* _What the task requires_
Please give back only the lines below from the one containing "pub fn last_frame(&self)" to the one containing "for camera in", each repeated word for word, both ends included.

Supplied data Start Marker

use glam::{UVec2, Vec4};

use crate::environment::Environment;
use crate::renderer::casters::ShadowCasterRegistry;
use crate::renderer::commands::{CommandBuffer, RenderTarget, RenderTextureDescriptor, TextureFormat};
use crate::renderer::context::{CullingParameters, CullingService, RenderContext, VisibleRenderer};
use crate::renderer::light_collector::LightCollector;
use crate::renderer::passes::{PassDescriptor, OPAQUE_PASSES, TRANSPARENT_PASS};
use crate::renderer::shader_lib::globals;
use crate::renderer::shadows::{record_shadow_pass, ShadowAtlas, ShadowFrame};
use crate::scene::Camera;
use crate::settings::PipelineSettings;

const FRAMEBUFFER_DEPTH_BITS: u32 = 24;

#[derive(Clone, Copy, Debug, Default, PartialEq, Eq)]
pub struct FrameStats {
    pub cameras_rendered: u32,
    pub cameras_skipped: u32,
    pub lights_packed: u32,
    pub shadow_casters_drawn: u32,
    /// Filtered `draw_renderers` submissions (one per pass per camera).
    pub draw_renderer_calls: u32,
}

impl FrameStats {
    pub fn total_draw_calls(&self) -> u32 {
        self.draw_renderer_calls + self.shadow_casters_drawn
    }
}

/// Per-camera result, kept for callers that want more than the counters.
#[derive(Clone, Debug, PartialEq)]
pub struct CameraFrame {
    pub camera: String,
    pub lights_packed: usize,
    pub shadows: Option<ShadowFrame>,
}

/// Forward renderer front end: owns the caster registry and records one
/// frame for a list of cameras into a [`RenderContext`].
pub struct FramePipeline {
    settings: PipelineSettings,
    registry: ShadowCasterRegistry,
    collector: LightCollector,
    atlas: ShadowAtlas,
    last_frame: Vec<CameraFrame>,
}

impl FramePipeline {
    pub fn new(settings: PipelineSettings) -> Self {
        let settings = settings.validate();
        log::info!(
            "Forward pipeline: render scale {}, {} lights, {}px shadow atlas",
            settings.render_scale,
            settings.max_lights,
            settings.shadow_map_size
        );
        Self {
            collector: LightCollector::new(settings.max_lights, settings.mixed_light_alpha),
            atlas: ShadowAtlas::new(settings.shadow_map_size),
            registry: ShadowCasterRegistry::new(),
            last_frame: Vec::new(),
            settings,
        }
    }

    pub fn settings(&self) -> &PipelineSettings {
        &self.settings
    }

    /// Replaces the settings; the caster registry is kept.
    pub fn apply_settings(&mut self, settings: PipelineSettings) {
        let settings = settings.validate();
        self.collector = LightCollector::new(settings.max_lights, settings.mixed_light_alpha);
        self.atlas = ShadowAtlas::new(settings.shadow_map_size);
        self.settings = settings;
    }

    pub fn registry(&self) -> &ShadowCasterRegistry {
        &self.registry
    }

    pub fn registry_mut(&mut self) -> &mut ShadowCasterRegistry {
        &mut self.registry
    }

    pub fn atlas(&self) -> &ShadowAtlas {
        &self.atlas
    }

    pub fn last_frame(&self) -> &[CameraFrame] {
        &self.last_frame
    }

    /// Size of the offscreen colour target for `camera`.
    pub fn framebuffer_size(&self, camera: &Camera) -> UVec2 {
        (camera.pixel_size.as_vec2() * self.settings.render_scale)
            .floor()
            .as_uvec2()
            .max(UVec2::ONE)
    }

    /// Records one frame. Cameras that fail culling are skipped.
    pub fn render(
        &mut self,
        context: &mut impl RenderContext,
        scene: &impl CullingService,
        environment: &Environment,
        cameras: &[Camera],
    ) -> FrameStats {
        let mut stats = FrameStats::default();
        self.last_frame.clear();

        upload_environment(context, environment);

        for camera in cameras {
            match self.render_camera(context, scene, camera, &mut stats) {
                Some(frame) => {
                    stats.cameras_rendered += 1;
                    self.last_frame.push(frame);
                }
                None => stats.cameras_skipped += 1,
            }
        }

        log::trace!("Frame recorded: {:?}", stats);
        stats
    }

    fn render_camera(
        &self,
        context: &mut impl RenderContext,
        scene: &impl CullingService,
        camera: &Camera,
        stats: &mut FrameStats,
    ) -> Option<CameraFrame> {
        let params = scene.culling_parameters(camera).ok()?;
        let mut cull = scene.cull(&params);

        let collected = self.collector.collect(
            &mut cull.visible_lights,
            &camera.view(),
            params.camera_position,
        );
        let mut cmd = CommandBuffer::new("Setup Light Buffers");
        collected.buffer.upload(&mut cmd);
        context.execute_command_buffer(&cmd);
        stats.lights_packed += collected.buffer.count as u32;

        let shadows = collected.shadow_light.as_ref().map(|shadow_light| {
            let mut cmd = CommandBuffer::new("Collect Shadows");
            let frame = record_shadow_pass(&mut cmd, &self.atlas, &self.registry, scene, shadow_light);
            context.execute_command_buffer(&cmd);
            frame
        });
        if let Some(frame) = &shadows {
            stats.shadow_casters_drawn += frame.drawn as u32;
        }

        context.setup_camera_properties(camera);

        let descriptor = RenderTextureDescriptor::new(
            self.framebuffer_size(camera),
            TextureFormat::Default,
            FRAMEBUFFER_DEPTH_BITS,
        );
        let mut cmd = CommandBuffer::new("Clear Framebuffer");
        cmd.get_temporary_rt(globals::FRAMEBUFFER, descriptor);
        cmd.set_render_target(RenderTarget::Temporary(globals::FRAMEBUFFER));
        cmd.clear_render_target(true, true, Vec4::ZERO);
        context.execute_command_buffer(&cmd);

        for pass in &OPAQUE_PASSES {
            self.draw_pass(context, &cull.visible_renderers, pass, &params);
            stats.draw_renderer_calls += 1;
        }
        context.draw_skybox(camera);
        self.draw_pass(context, &cull.visible_renderers, &TRANSPARENT_PASS, &params);
        stats.draw_renderer_calls += 1;

        let mut cmd = CommandBuffer::new("Blit Framebuffer");
        cmd.blit(
            RenderTarget::Temporary(globals::FRAMEBUFFER),
            RenderTarget::CameraTarget,
        );
        cmd.release_temporary_rt(globals::FRAMEBUFFER);
        if shadows.is_some() {
            cmd.release_temporary_rt(globals::SHADOW_TEX);
        }
        context.execute_command_buffer(&cmd);

        context.submit();

        Some(CameraFrame {
            camera: camera.name.clone(),
            lights_packed: collected.buffer.count,
            shadows,
        })
    }

    fn draw_pass(
        &self,
        context: &mut impl RenderContext,
        renderers: &[VisibleRenderer],
        pass: &PassDescriptor,
        params: &CullingParameters,
    ) {
        context.draw_renderers(
            renderers,
            &pass.draw_settings(params.camera_position),
            &pass.filter_settings(params.culling_mask),
            self.registry.properties(),
        );
    }
}

impl Default for FramePipeline {
    fn default() -> Self {
        Self::new(PipelineSettings::default())
    }
}

fn upload_environment(context: &mut impl RenderContext, environment: &Environment) {
    let mut cmd = CommandBuffer::new("Build Environment CBuffer");
    cmd.set_global_vector(globals::AMBIENT_SKY, environment.ambient_sky);
    cmd.set_global_vector(globals::AMBIENT_HORIZON, environment.ambient_equator);
    cmd.set_global_vector(globals::AMBIENT_GROUND, environment.ambient_ground);
    cmd.set_global_vector(globals::FOG_PARAMS, environment.fog_params());
    cmd.set_global_vector(globals::FOG_COLOR, environment.fog_color);
    context.execute_command_buffer(&cmd);
}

Supplied data End Marker

* _Output below_
    pub fn last_frame(&self) -> &[CameraFrame] {
        &self.last_frame
    }

    /// Size of the offscreen colour target for `camera`.
    pub fn framebuffer_size(&self, camera: &Camera) -> UVec2 {
        (camera.pixel_size.as_vec2() * self.settings.render_scale)
            .floor()
            .as_uvec2()
            .max(UVec2::ONE)
    }

    /// Records one frame. Cameras that fail culling are skipped.
    pub fn render(
        &mut self,
        context: &mut impl RenderContext,
        scene: &impl CullingService,
        environment: &Environment,
        cameras: &[Camera],
    ) -> FrameStats {
        let mut stats = FrameStats::default();
        self.last_frame.clear();

        upload_environment(context, environment);

        for camera in cameras {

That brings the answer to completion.